When the United States government starts revving up its space program in response to the Soviet Union’s launching of Sputnik in 1957, it’s not looking for flyboys like Yeager (Sam Shepard: Snow Falling on Cedars) to represent America in space — he’s too damn independent. The search is on, through a cadre of military aviators, to find those both temperamentally and physically suited to the rigors of space travel… and to becoming instant media magnets, ones who won’t embarrass themselves or anyone else. With grace, charm, and understated humor, Kaufman, who also adapted Tom Wolfe’s book, traces the selection process the potential Mercury astronauts go through by following those eventually chosen: Scott Carpenter (Charles Frank), Gordy Cooper (Dennis Quaid), John Glenn (Ed Harris: Stepmom, The Truman Show), Gus Grissom (Fred Ward: Dangerous Beauty), Wally Schirra (Lance Henriksen: Scream 3, Tarzan), Alan Shepard (Scott Glenn: The Virgin Suicides, The Silence of the Lambs), and Deke Slayton (Scott Paulin).
Rarely has such an epic film — in length, at more than three hours, and in scope, spanning decades — been handled with such remarkable spareness. Without flourishes such as dramatic camerawork or an emotionally manipulative score, The Right Stuff puts us right in the middle of some of the most historic moments of the 20th century, among people who knew exactly how momentous those moments were, and simply lets us experience them. The first sonic boom — as Yeager’s experimental X-1 plane passes Mach 1 — almost slips by unnoticed.
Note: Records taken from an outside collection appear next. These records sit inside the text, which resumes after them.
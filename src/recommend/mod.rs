//! Conversational recommendation engine
//!
//! One turn runs: refinement detection → ambiguity check → filter
//! extraction → merge with the previous turn → query embedding → filtered
//! similarity search → Bayesian ranking → session update.

mod ambiguity;
mod format;

pub use ambiguity::{detect_ambiguity, Clarification};
pub use format::{format_recipe, format_results};

use crate::config::{Config, RankingConfig};
use crate::embedding::{EmbeddingProvider, FastEmbedProvider};
use crate::error::{MiseError, Result};
use crate::extract::{self, FilterExtractor};
use crate::filters::{merge, Filters};
use crate::ranking::{resolve_limit, RankedRecipe, Ranker};
use crate::retrieval::Retriever;
use crate::session::{ChatSession, KeywordRefinement, RefinementDetector};
use crate::storage::RecipeStore;
use serde::Serialize;

/// Results of a searched turn
#[derive(Debug, Clone, Serialize)]
pub struct TurnResult {
    pub recipes: Vec<RankedRecipe>,
    /// Filters the search actually used (merged on refinement)
    pub filters: Filters,
    /// Whether the turn built on the previous one
    pub refined: bool,
}

/// What a turn produced
#[derive(Debug, Clone, Serialize)]
#[serde(tag = "kind", rename_all = "snake_case")]
pub enum TurnOutcome {
    /// Query too vague; nothing was searched or recorded
    Clarify(Clarification),
    Results(TurnResult),
}

/// Owns the pipeline stages behind their traits
pub struct Recommender {
    extractor: Box<dyn FilterExtractor>,
    embedder: Box<dyn EmbeddingProvider>,
    retriever: Box<dyn Retriever>,
    detector: Box<dyn RefinementDetector>,
    ranker: Ranker,
    ranking: RankingConfig,
    candidate_pool: usize,
}

impl Recommender {
    pub fn new(
        extractor: Box<dyn FilterExtractor>,
        embedder: Box<dyn EmbeddingProvider>,
        retriever: Box<dyn Retriever>,
        config: &Config,
    ) -> Self {
        Self {
            extractor,
            embedder,
            retriever,
            detector: Box::new(KeywordRefinement::default()),
            ranker: Ranker::new(&config.ranking),
            ranking: config.ranking.clone(),
            candidate_pool: config.retrieval.candidate_pool.max(1),
        }
    }

    /// Production wiring: SQLite store, local embedding model and the
    /// configured extractor
    pub fn from_config(config: &Config) -> Result<Self> {
        let retriever = RecipeStore::open(config)?;
        let embedder = FastEmbedProvider::new(&config.embedding.model)?;
        let extractor = extract::from_config(&config.llm)?;

        Ok(Self::new(
            extractor,
            Box::new(embedder),
            Box::new(retriever),
            config,
        ))
    }

    pub fn with_detector(mut self, detector: Box<dyn RefinementDetector>) -> Self {
        self.detector = detector;
        self
    }

    /// Stored vectors must come from the same space as query vectors
    pub fn validate_startup(&self) -> Result<()> {
        let expected = self.embedder.dimension();
        match self.retriever.embedding_dimension()? {
            Some(actual) if actual != expected => {
                Err(MiseError::EmbeddingDimensionMismatch { expected, actual })
            }
            Some(_) => {
                tracing::debug!(
                    "Embedding dimension {} matches model {}",
                    expected,
                    self.embedder.model_name()
                );
                Ok(())
            }
            None => {
                tracing::warn!("Recipe database has no embedded recipes; searches will be empty");
                Ok(())
            }
        }
    }

    /// Handle one user query.
    ///
    /// Retrieval and embedding failures abort the turn and leave `session`
    /// untouched. Extraction failures degrade to an unfiltered search.
    pub fn process_turn(&self, query: &str, session: &mut ChatSession) -> Result<TurnOutcome> {
        let query = query.trim();
        if query.is_empty() {
            return Err(MiseError::InvalidQuery("query is empty".to_string()));
        }

        let context = session
            .context_for(query, self.detector.as_ref())
            .map(|(text, filters)| (text.to_string(), filters.clone()));

        if context.is_none() {
            if let Some(clarification) = detect_ambiguity(query) {
                tracing::info!("Asking for clarification on '{}'", query);
                return Ok(TurnOutcome::Clarify(clarification));
            }
        }

        let mut current = match self.extractor.extract(query) {
            Ok(filters) => filters,
            Err(e) => {
                tracing::warn!("Filter extraction failed, falling back to pure vector search: {}", e);
                Filters::new()
            }
        };
        current.apply_protein_exclusions();

        let refined = context.is_some();
        let (filters, search_text) = match context {
            Some((previous_query, previous_filters)) => {
                let merged = merge(&previous_filters, &current);
                tracing::info!("Merged filters: {}", merged.to_json());
                (merged, format!("{} {}", previous_query, query))
            }
            None => (current, query.to_string()),
        };

        let limit = resolve_limit(query, &filters, &self.ranking);
        let recipes = self.search(&search_text, &filters, limit, None)?;

        session.record(query, filters.clone(), recipes.clone());
        Ok(TurnOutcome::Results(TurnResult {
            recipes,
            filters,
            refined,
        }))
    }

    /// Recipes similar to result `index` (1-based) of the last turn, found
    /// by the reference title without filter extraction
    pub fn similar(&self, index: usize, session: &mut ChatSession) -> Result<TurnResult> {
        let reference_id = session
            .last()
            .and_then(|turn| turn.results.get(index.checked_sub(1)?))
            .map(|r| r.recipe.recipe_id.clone())
            .ok_or_else(|| {
                MiseError::InvalidQuery(format!("no result #{} in the last answer", index))
            })?;

        let reference = self
            .retriever
            .recipe(&reference_id)?
            .ok_or_else(|| MiseError::RecipeNotFound {
                id: reference_id.clone(),
            })?;

        let filters = Filters::new();
        let recipes = self.search(
            &reference.title,
            &filters,
            self.ranking.default_limit.clamp(1, self.ranking.max_limit.max(1)),
            Some(&reference.recipe_id),
        )?;

        session.record(
            format!("Similar to: {}", reference.title),
            filters.clone(),
            recipes.clone(),
        );
        Ok(TurnResult {
            recipes,
            filters,
            refined: false,
        })
    }

    fn search(
        &self,
        text: &str,
        filters: &Filters,
        limit: usize,
        exclude_id: Option<&str>,
    ) -> Result<Vec<RankedRecipe>> {
        let embedding = self.embedder.embed(text)?;

        let mut candidates = self.retriever.search(
            filters,
            &embedding,
            filters.name_pattern(),
            self.candidate_pool,
        )?;
        if let Some(id) = exclude_id {
            candidates.retain(|c| c.recipe_id != id);
        }
        tracing::debug!("{} candidates for '{}'", candidates.len(), text);

        Ok(self.ranker.rank(candidates, limit))
    }
}
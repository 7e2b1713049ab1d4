//! Conversation memory for one chat run
//!
//! A session keeps a bounded history of processed turns so follow-up
//! queries can inherit the previous turn's filters. It lives only as long
//! as the chat process.

mod refinement;

pub use refinement::{KeywordRefinement, RefinementDetector, REFINEMENT_KEYWORDS};

use crate::filters::Filters;
use crate::ranking::RankedRecipe;
use chrono::{DateTime, Utc};
use serde::Serialize;
use std::collections::VecDeque;
use uuid::Uuid;

/// One successfully processed query
#[derive(Debug, Clone, Serialize)]
pub struct Turn {
    pub query: String,
    /// Filters actually used for the search (after merging)
    pub filters: Filters,
    pub results: Vec<RankedRecipe>,
    pub at: DateTime<Utc>,
}

/// Bounded query history, oldest evicted first
#[derive(Debug)]
pub struct ChatSession {
    pub id: Uuid,
    pub started_at: DateTime<Utc>,
    capacity: usize,
    turns: VecDeque<Turn>,
}

impl ChatSession {
    /// Create an empty session remembering at most `capacity` turns
    pub fn new(capacity: usize) -> Self {
        let capacity = capacity.max(1);
        tracing::debug!("Chat session initialized with max history: {}", capacity);
        Self {
            id: Uuid::new_v4(),
            started_at: Utc::now(),
            capacity,
            turns: VecDeque::with_capacity(capacity),
        }
    }

    pub fn capacity(&self) -> usize {
        self.capacity
    }

    /// Append a processed turn, evicting the oldest when full
    pub fn record(&mut self, query: impl Into<String>, filters: Filters, results: Vec<RankedRecipe>) {
        if self.turns.len() == self.capacity {
            self.turns.pop_front();
        }
        self.turns.push_back(Turn {
            query: query.into(),
            filters,
            results,
            at: Utc::now(),
        });
        tracing::debug!("Added query to history. Total queries: {}", self.turns.len());
    }

    /// Most recent turn
    pub fn last(&self) -> Option<&Turn> {
        self.turns.back()
    }

    /// Turn by 1-based index, oldest first
    pub fn turn(&self, index: usize) -> Option<&Turn> {
        index.checked_sub(1).and_then(|i| self.turns.get(i))
    }

    pub fn turns(&self) -> impl Iterator<Item = &Turn> {
        self.turns.iter()
    }

    /// Previous query text and filters when `query` refines the last turn
    pub fn context_for(
        &self,
        query: &str,
        detector: &dyn RefinementDetector,
    ) -> Option<(&str, &Filters)> {
        let last = self.last()?;

        if detector.is_refinement(query) {
            tracing::info!(
                "Detected refinement query. Previous: '{}' Current: '{}'",
                last.query,
                query
            );
            Some((last.query.as_str(), &last.filters))
        } else {
            None
        }
    }

    /// Human-readable list of past queries
    pub fn history_summary(&self) -> String {
        if self.turns.is_empty() {
            return "No previous queries in this session.".to_string();
        }

        let rule = "-".repeat(60);
        let mut summary = format!("\nQuery History:\n{}\n", rule);
        for (i, turn) in self.turns.iter().enumerate() {
            summary.push_str(&format!(
                "{}. {} ({} results)\n",
                i + 1,
                turn.query,
                turn.results.len()
            ));
        }
        summary.push_str(&rule);
        summary.push('\n');
        summary
    }

    pub fn clear(&mut self) {
        self.turns.clear();
        tracing::info!("Session history cleared");
    }

    pub fn len(&self) -> usize {
        self.turns.len()
    }

    pub fn is_empty(&self) -> bool {
        self.turns.is_empty()
    }
}
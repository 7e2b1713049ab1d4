//! Hybrid retrieval interface
//!
//! A retriever runs the two-stage search: SQL filtering on structured
//! attributes, then vector-similarity ordering of the surviving rows.
//! Results are restricted to device-compatible recipes.

mod retry;

pub use retry::{with_backoff, RetryPolicy};

use crate::error::Result;
use crate::filters::Filters;
use serde::{Deserialize, Serialize};

/// A recipe row returned by the retriever, scored against the query
#[derive(Debug, Clone, PartialEq, Serialize, Deserialize)]
pub struct Candidate {
    pub recipe_id: String,
    pub title: String,
    pub url: String,
    pub image_url: Option<String>,
    /// Average rating on a 0-5 scale, absent when never rated
    pub rating: Option<f64>,
    pub rating_count: u64,
    /// Cosine similarity to the query embedding, clamped to 0-1
    pub similarity: f64,
    pub prep_time_minutes: Option<u32>,
    pub cook_time_minutes: Option<u32>,
    pub total_time_minutes: Option<u32>,
    pub servings: Option<u32>,
    pub difficulty: Option<String>,
    pub calories_kcal: Option<f64>,
    pub protein_g: Option<f64>,
    pub carbs_g: Option<f64>,
    pub fat_g: Option<f64>,
}

impl Candidate {
    /// Minimal candidate, mostly useful for tests and fixtures
    pub fn new(recipe_id: impl Into<String>, title: impl Into<String>) -> Self {
        let recipe_id = recipe_id.into();
        Self {
            url: format!("https://cookidoo.international/recipes/recipe/en/{}", recipe_id),
            recipe_id,
            title: title.into(),
            image_url: None,
            rating: None,
            rating_count: 0,
            similarity: 0.0,
            prep_time_minutes: None,
            cook_time_minutes: None,
            total_time_minutes: None,
            servings: None,
            difficulty: None,
            calories_kcal: None,
            protein_g: None,
            carbs_g: None,
            fat_g: None,
        }
    }

    pub fn with_rating(mut self, rating: f64, rating_count: u64) -> Self {
        self.rating = Some(rating);
        self.rating_count = rating_count;
        self
    }

    pub fn with_similarity(mut self, similarity: f64) -> Self {
        self.similarity = similarity;
        self
    }
}

/// Source of candidate recipes
pub trait Retriever {
    /// Run the filtered similarity search and return at most `limit`
    /// candidates ordered by similarity
    fn search(
        &self,
        filters: &Filters,
        query_embedding: &[f32],
        name_pattern: Option<&str>,
        limit: usize,
    ) -> Result<Vec<Candidate>>;

    /// Look up one recipe by identifier
    fn recipe(&self, recipe_id: &str) -> Result<Option<Candidate>>;

    /// Dimension of the stored vectors, `None` when nothing is embedded yet
    fn embedding_dimension(&self) -> Result<Option<usize>>;
}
We’re introduced to urgent new developments in the Soviets’ space program by the lanky legs of Jeff Goldblum (Jurassic Park, Annie Hall), as NASA recruiter, racing down a Washington, DC, corridor to a smoke-filled conference room to break the news to assembled powermongers. (Goldblum’s recruiter, and his partner, played by Harry Shearer, [EDtv, The Truman Show] are the film’s unexpected, if low-key, comic relief.) Even during John Glenn’s first orbit around the planet, Kaufman just lets us enjoy with him the spectacular view of the sun coming up over the horizon.
Still, the moving moments in The Right Stuff are the private ones. The undertaker hovers like a specter at test flights, his services needed all too often — the wall in the saloon at Edwards is a shrine to dead test pilots. The funeral of one of the test pilots trying to break Mach 1 — “no one knew their names,” unlike the astronauts later — always sends chills through me as planes in the missing-man formation fly overhead. The wives of the test pilots and the astronauts suffer — in substandard base housing, through intrusive media attention — while their husbands bask in glory, or at least in doing what they love, as the women constantly await news of a pilot’s death in his dangerous game.
As the Mercury astronauts watch themselves become manufactured heroes — even before they’ve done a single thing worth cheering about — cynicism eats into some of them. They love to fly, but they all but gave it up for a single chance to head into space for mere minutes. Kaufman keeps returning to Yeager, who never stopped flying for the sheer love of it. Even though Yeager, at one point, looks toward the moon with regret, obviously aware of the chance he never had, you can’t help but wonder who’s still living the dream: the Mercury astronauts, with their one moment of glory, or Yeager, who never stopped flying.